So the manager was a little bit right and a little bit wrong. Listservs can be used but they must be used in the "old" or static way rather than a more dynamic anytime/anyplace way. Rather than making communication more inclusive and more thoughtful, the open meetings law reduces email/listserv to an overlay of face-to-face practices. Yet another example of how new technologies are forced into old modes of practice rather than adjusting practice to the capabilities of new technologies (although email is certainly not new).
There is a very intimate relationship between open meetings and records management. Anytime town officials (elected, appointed, or hired) communicate in writing, that communication becomes a public record. Therefore, if 2-3 members of the IT committee or any other appointed/elected body have an email discussion about any issue that could be considered public business, those email messages become official public records, regardless of what computers or accounts they are sent from or received on.
The issue of "substantive" discussion is somewhat irrelevant.

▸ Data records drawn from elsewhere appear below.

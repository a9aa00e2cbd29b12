//! Effect Runner
//!
//! An Effect runs an action once immediately and again every time one of its
//! sources fires. Subscriptions are explicit: the sources are passed in,
//! nothing is inferred from reads.
//!
//! # Cleanup
//!
//! The action may return a [`Teardown`] for that specific run (for example,
//! cancelling a timer the run started). The previous run's teardown is
//! executed before the next run, and the latest one is executed when the
//! effect is disposed. Disposal then unsubscribes from every source.
//!
//! # Async Actions
//!
//! [`Effect::run_async`] accepts an action returning a future. Each run is
//! spawned onto the ambient tokio runtime and its teardown is captured once
//! the future resolves. Runs are NOT serialized: a source firing while an
//! earlier future is still pending starts a second, overlapping run and
//! does not cancel the first. Guarding against overlap is the caller's job.

use std::future::Future;
use std::sync::atomic::{AtomicBool, AtomicU64, AtomicUsize, Ordering};
use std::sync::Arc;

use parking_lot::Mutex;
use tracing::{debug, warn};

use super::cleanup::{guard_with, Teardown};
use super::subscriber::{Source, Unsubscribe};

/// Counter for generating unique effect IDs.
static EFFECT_ID_COUNTER: AtomicU64 = AtomicU64::new(0);

/// Generate a new unique effect ID.
fn next_effect_id() -> u64 {
    EFFECT_ID_COUNTER.fetch_add(1, Ordering::Relaxed)
}

type Action = Box<dyn Fn() -> Option<Teardown> + Send + Sync>;

struct EffectState {
    id: u64,
    action: Action,
    /// Teardown returned by the most recent run.
    last: Mutex<Option<Teardown>>,
    disposed: AtomicBool,
    run_count: AtomicUsize,
    subscriptions: Mutex<Vec<Unsubscribe>>,
}

impl EffectState {
    fn execute(&self) {
        if self.disposed.load(Ordering::SeqCst) {
            return;
        }

        let previous = self.last.lock().take();
        if let Some(previous) = previous {
            previous.run();
        }

        let teardown = guard_with("effect action", || (self.action)()).flatten();
        self.run_count.fetch_add(1, Ordering::SeqCst);

        if self.disposed.load(Ordering::SeqCst) {
            // Disposed from inside the action; nothing will run this later.
            if let Some(teardown) = teardown {
                teardown.run();
            }
            return;
        }
        *self.last.lock() = teardown;
    }

    fn dispose(&self) {
        if self.disposed.swap(true, Ordering::SeqCst) {
            return;
        }

        let last = self.last.lock().take();
        if let Some(last) = last {
            last.run();
        }

        let subscriptions = std::mem::take(&mut *self.subscriptions.lock());
        for handle in &subscriptions {
            handle.call();
        }
        debug!(effect = self.id, sources = subscriptions.len(), "effect disposed");
    }
}

/// A side-effecting action re-run whenever one of its sources fires.
///
/// # Example
///
/// ```rust
/// use ultra_core::reactive::{Effect, ReactiveCell};
///
/// let count = ReactiveCell::new(0);
/// let seen = count.clone();
/// let effect = Effect::run(move || {
///     println!("count = {}", seen.get());
///     None
/// }, &[&count]);
///
/// count.set(1); // re-runs
/// effect.dispose();
/// count.set(2); // no longer observed
/// ```
#[derive(Clone)]
pub struct Effect {
    state: Arc<EffectState>,
}

impl Effect {
    /// Run `action` now and on every notification from `sources`.
    pub fn run<F>(action: F, sources: &[&dyn Source]) -> Self
    where
        F: Fn() -> Option<Teardown> + Send + Sync + 'static,
    {
        let state = Arc::new(EffectState {
            id: next_effect_id(),
            action: Box::new(action),
            last: Mutex::new(None),
            disposed: AtomicBool::new(false),
            run_count: AtomicUsize::new(0),
            subscriptions: Mutex::new(Vec::with_capacity(sources.len())),
        });

        state.execute();

        for source in sources {
            let target = Arc::clone(&state);
            let handle = source.watch(Arc::new(move || target.execute()));
            state.subscriptions.lock().push(handle);
        }

        Self { state }
    }

    /// Like [`Effect::run`], for actions that return a future.
    ///
    /// Must be called within a tokio runtime; runs triggered outside one are
    /// skipped with a warning.
    pub fn run_async<F, Fut>(action: F, sources: &[&dyn Source]) -> Self
    where
        F: Fn() -> Fut + Send + Sync + 'static,
        Fut: Future<Output = Option<Teardown>> + Send + 'static,
    {
        Self::run(
            move || {
                let handle = match tokio::runtime::Handle::try_current() {
                    Ok(handle) => handle,
                    Err(_) => {
                        warn!("async effect triggered outside a tokio runtime; run skipped");
                        return None;
                    }
                };

                let slot = Arc::new(Mutex::new(PendingTeardown::Pending));
                let future = action();
                let resolved = Arc::clone(&slot);
                handle.spawn(async move {
                    let outcome = tokio::spawn(future).await;
                    match outcome {
                        Ok(teardown) => PendingTeardown::resolve(&resolved, teardown),
                        Err(err) => warn!(error = %err, "async effect action failed"),
                    }
                });

                Some(Teardown::new(move || PendingTeardown::tear_down(&slot)))
            },
            sources,
        )
    }

    /// Re-run the action by hand.
    pub fn execute(&self) {
        self.state.execute();
    }

    /// Run the latest per-run teardown, then unsubscribe from every source.
    ///
    /// Idempotent.
    pub fn dispose(&self) {
        self.state.dispose();
    }

    pub fn is_disposed(&self) -> bool {
        self.state.disposed.load(Ordering::SeqCst)
    }

    /// Number of times the action has run.
    pub fn run_count(&self) -> usize {
        self.state.run_count.load(Ordering::SeqCst)
    }

    /// Number of live source subscriptions.
    pub fn source_count(&self) -> usize {
        self.state.subscriptions.lock().len()
    }

    pub fn id(&self) -> u64 {
        self.state.id
    }

    /// Convert into the combined teardown handle.
    pub fn into_teardown(self) -> Teardown {
        Teardown::new(move || self.dispose())
    }
}

impl From<Effect> for Teardown {
    fn from(effect: Effect) -> Self {
        effect.into_teardown()
    }
}

impl std::fmt::Debug for Effect {
    fn fmt(&self, f: &mut std::fmt::Formatter<'_>) -> std::fmt::Result {
        f.debug_struct("Effect")
            .field("id", &self.state.id)
            .field("run_count", &self.run_count())
            .field("source_count", &self.source_count())
            .field("disposed", &self.is_disposed())
            .finish()
    }
}

/// Run `action` now and whenever a source fires; returns the combined teardown.
pub fn effect<F>(action: F, sources: &[&dyn Source]) -> Teardown
where
    F: Fn() -> Option<Teardown> + Send + Sync + 'static,
{
    Effect::run(action, sources).into_teardown()
}

/// Teardown of one async run, which may resolve after it was asked to run.
enum PendingTeardown {
    Pending,
    Ready(Teardown),
    TornDown,
}

impl PendingTeardown {
    fn resolve(slot: &Mutex<PendingTeardown>, teardown: Option<Teardown>) {
        let mut state = slot.lock();
        match std::mem::replace(&mut *state, PendingTeardown::TornDown) {
            PendingTeardown::TornDown => {
                drop(state);
                // Torn down before the future resolved: run it now.
                if let Some(teardown) = teardown {
                    teardown.run();
                }
            }
            _ => {
                *state = match teardown {
                    Some(teardown) => PendingTeardown::Ready(teardown),
                    None => PendingTeardown::Pending,
                };
            }
        }
    }

    fn tear_down(slot: &Mutex<PendingTeardown>) {
        let previous = std::mem::replace(&mut *slot.lock(), PendingTeardown::TornDown);
        if let PendingTeardown::Ready(teardown) = previous {
            teardown.run();
        }
    }
}

// ----------------------------------------------------------------------------
// Tests
// ----------------------------------------------------------------------------

#[cfg(test)]
mod tests {
    use super::*;
    use crate::reactive::ReactiveCell;
    use std::sync::atomic::AtomicI32;

    fn counter() -> Arc<AtomicI32> {
        Arc::new(AtomicI32::new(0))
    }

    #[test]
    fn effect_runs_on_creation() {
        let runs = counter();
        let r = runs.clone();
        let effect = Effect::run(
            move || {
                r.fetch_add(1, Ordering::SeqCst);
                None
            },
            &[],
        );

        assert_eq!(runs.load(Ordering::SeqCst), 1);
        assert_eq!(effect.run_count(), 1);
    }

    #[test]
    fn effect_reruns_on_any_source() {
        let a = ReactiveCell::new(0);
        let b = ReactiveCell::new(String::new());
        let runs = counter();
        let r = runs.clone();

        let effect = Effect::run(
            move || {
                r.fetch_add(1, Ordering::SeqCst);
                None
            },
            &[&a, &b],
        );

        a.set(1);
        b.set("x".into());
        assert_eq!(runs.load(Ordering::SeqCst), 3);
        assert_eq!(effect.source_count(), 2);
    }

    #[test]
    fn previous_teardown_runs_before_next_run() {
        let cell = ReactiveCell::new(0);
        let log = Arc::new(Mutex::new(Vec::new()));
        let l = log.clone();
        let c = cell.clone();

        let effect = Effect::run(
            move || {
                let n = c.get();
                l.lock().push(format!("run {n}"));
                let l = l.clone();
                Some(Teardown::new(move || l.lock().push(format!("teardown {n}"))))
            },
            &[&cell],
        );

        cell.set(1);
        effect.dispose();

        assert_eq!(
            *log.lock(),
            vec!["run 0", "teardown 0", "run 1", "teardown 1"]
        );
    }

    #[test]
    fn disposal_unsubscribes() {
        let cell = ReactiveCell::new(0);
        let runs = counter();
        let r = runs.clone();

        let teardown = effect(
            move || {
                r.fetch_add(1, Ordering::SeqCst);
                None
            },
            &[&cell],
        );

        teardown.run();
        cell.set(1);

        assert_eq!(runs.load(Ordering::SeqCst), 1);
        assert_eq!(cell.subscriber_count(), 0);
    }

    #[test]
    fn dispose_is_idempotent() {
        let teardowns = counter();
        let t = teardowns.clone();
        let effect = Effect::run(
            move || {
                let t = t.clone();
                Some(Teardown::new(move || {
                    t.fetch_add(1, Ordering::SeqCst);
                }))
            },
            &[],
        );

        effect.dispose();
        effect.dispose();
        effect.execute();

        assert!(effect.is_disposed());
        assert_eq!(teardowns.load(Ordering::SeqCst), 1);
        assert_eq!(effect.run_count(), 1);
    }

    #[test]
    fn panicking_action_is_isolated() {
        let cell = ReactiveCell::new(0);
        let c = cell.clone();
        let effect = Effect::run(
            move || {
                if c.get() == 1 {
                    panic!("action failure");
                }
                None
            },
            &[&cell],
        );

        cell.set(1);
        cell.set(2);
        assert_eq!(effect.run_count(), 3);
    }

    #[tokio::test]
    async fn async_teardown_captured_after_resolution() {
        let cell = ReactiveCell::new(0);
        let teardowns = counter();
        let t = teardowns.clone();

        let effect = Effect::run_async(
            move || {
                let t = t.clone();
                async move {
                    tokio::task::yield_now().await;
                    Some(Teardown::new(move || {
                        t.fetch_add(1, Ordering::SeqCst);
                    }))
                }
            },
            &[&cell],
        );

        tokio::time::sleep(std::time::Duration::from_millis(20)).await;
        effect.dispose();
        assert_eq!(teardowns.load(Ordering::SeqCst), 1);
    }

    #[tokio::test]
    async fn async_teardown_after_early_dispose_still_runs() {
        let teardowns = counter();
        let t = teardowns.clone();
        let (tx, rx) = tokio::sync::oneshot::channel::<()>();
        let rx = Arc::new(Mutex::new(Some(rx)));

        let effect = Effect::run_async(
            move || {
                let t = t.clone();
                let rx = rx.lock().take();
                async move {
                    if let Some(rx) = rx {
                        let _ = rx.await;
                    }
                    Some(Teardown::new(move || {
                        t.fetch_add(1, Ordering::SeqCst);
                    }))
                }
            },
            &[],
        );

        effect.dispose();
        assert_eq!(teardowns.load(Ordering::SeqCst), 0);

        tx.send(()).unwrap();
        tokio::time::sleep(std::time::Duration::from_millis(20)).await;
        assert_eq!(teardowns.load(Ordering::SeqCst), 1);
    }
}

Even if members use email to arrange a meeting time, those messages are public records although they can be destroyed quickly (short-term vs long-term retention schedule). Documents subject to long-term retention include:
- Issues policy
- States decisions
- Outlines procedures
- Shows action
- Gives guidance
- Is unique
What the manager referred to as 'substantive' would be considered deliberative: "To deliberate is to examine, waive or reflect upon the reasons for or against a possible decision." Any of those messages, regardless of how many participants are included in the discussion, fall under the public records law. Wonder how many violations that makes........
All very complicated and very very fascinating. Both of the state officials I discussed this with are incredibly helpful, aware of the problems, and very interested in how we improve access through technology.